Our model is much less biased than our baseline, but still leans towards the NEGATIVE class : it predicted 16% (baseline = 35% , -54%) more NEGATIVE (171614) messages than POSITIVE (148386).

LSTM on Embedded text

In this model, we add a LSTM (Long short-term memory) layer in stead of the RNN layer.

Long short-term memory unit

The performances on the train dataset is better than on the test datasets which indicates that our model has slightly over-fitted.

The performances on the dataset are slightly better than our previous models :

Our model is much less biased than our baseline, but still leans towards the POSITIVE class : it predicted 11% (baseline = 35% , -69%) more POSITIVE (168543) messages than NEGATIVE (151457).

Bidirectional LSTM on embedded text

In this model, we add a Bidirectional-LSTM layer in stead of the RNN layer. The goal of such layers is to use information from past (backwards) and future (forward) states simultaneously.

Structure of RNN and BRNN

The performances on the train dataset is better than on the test datasets which indicates that our model has slightly over-fitted.

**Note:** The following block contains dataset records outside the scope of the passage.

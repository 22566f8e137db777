// src/main.rs

//! octolink CLI
//!
//! Local entry point for seeding and running crawls against the
//! filesystem store, and for inspecting what has been stored.

use std::path::Path;
use std::sync::Arc;
use std::time::Duration;

use clap::{Parser, Subcommand};
use tracing_subscriber::{layer::SubscriberExt, util::SubscriberInitExt};

use octolink::config::load_or_default;
use octolink::error::{AppError, Result};
use octolink::models::{Request, TraversalPolicy};
use octolink::processor::Processor;
use octolink::services::{Crawler, HttpFetcher, InMemoryQueue};
use octolink::storage::{CachedStore, DocumentStore, LocalStore};

#[derive(Parser, Debug)]
#[command(
    name = "octolink",
    version,
    about = "Content-addressed GitHub crawler core"
)]
struct Cli {
    #[arg(short, long, default_value = "data/config.toml")]
    config: String,

    #[command(subcommand)]
    command: Command,
}

#[derive(Subcommand, Debug)]
enum Command {
    /// Seed the queue with a URL and run the crawl loop
    Crawl {
        /// Seed URL (GitHub API form)
        #[arg(long)]
        seed: String,

        /// Entity type expected at the seed URL
        #[arg(long, default_value = "org")]
        kind: String,

        /// Traversal policy preset: standard, refresh, events
        #[arg(long, default_value = "standard")]
        policy: String,

        /// Override the configured request bound
        #[arg(long)]
        max_requests: Option<usize>,
    },
    /// Per-type document counts from the store
    Stats,
    /// Dump one stored document as JSON
    Show {
        #[arg(long)]
        kind: String,

        #[arg(long)]
        urn: String,
    },
}

#[tokio::main]
async fn main() -> Result<()> {
    tracing_subscriber::registry()
        .with(tracing_subscriber::EnvFilter::from_default_env())
        .with(tracing_subscriber::fmt::layer())
        .init();

    let cli = Cli::parse();
    let mut config = load_or_default(Path::new(&cli.config));

    let store: Arc<dyn DocumentStore> = Arc::new(CachedStore::new(
        LocalStore::new(&config.storage.root),
        Duration::from_secs(config.storage.cache_ttl_secs),
        config.storage.cache_capacity,
    ));

    match cli.command {
        Command::Crawl {
            seed,
            kind,
            policy,
            max_requests,
        } => {
            if let Some(bound) = max_requests {
                config.crawler.max_requests = bound;
            }
            let policy = TraversalPolicy::named(&policy)
                .ok_or_else(|| AppError::config(format!("unknown policy preset '{policy}'")))?;

            let queue = Arc::new(InMemoryQueue::with_dedup());
            let fetcher = Arc::new(HttpFetcher::new(&config.crawler, store.clone())?);
            let crawler = Crawler::new(&config, queue, store, fetcher);

            crawler.seed(Request::new(kind, seed).with_policy(policy));
            let stats = crawler.run().await?;

            tracing::info!(
                processed = stats.processed,
                upserted = stats.upserted,
                missing = stats.missing,
                failures = stats.failures,
                remaining = stats.remaining,
                "crawl finished"
            );
        }
        Command::Stats => {
            let processor = Processor::new(store.clone());
            let mut kinds: Vec<&str> = processor.queued_types().collect();
            kinds.sort_unstable();
            for kind in kinds {
                let count = store.count(kind).await?;
                if count > 0 {
                    println!("{kind}: {count}");
                }
            }
        }
        Command::Show { kind, urn } => match store.get(&kind, &urn).await? {
            Some(document) => println!("{}", serde_json::to_string_pretty(&document)?),
            None => {
                eprintln!("no document for {kind} {urn}");
                std::process::exit(1);
            }
        },
    }

    Ok(())
}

The performances on the dataset are slightly better than our previous models :

Our model is much almost not biased biased! It still slightly leans towards the NEGATIVE class : it predicted only 4.1% (baseline = 35% , -88%) more NEGATIVE (163235) messages than POSITIVE (156765).

Stacked Bidirectional-LSTM layers on Embedded text

In this model, we add a second Bidirectional-LSTM layer.

Stacked Long Short-Term Memory Archiecture

The performances on the train dataset is better than on the test datasets which indicates that our model has slightly over-fitted.

The performances on the dataset are slightly better than our previous models :

Our model is much almost not biased biased! It still slightly leans towards the NEGATIVE class : it predicted only 4.0% (baseline = 35% , -89%) more NEGATIVE (163140) messages than POSITIVE (156860).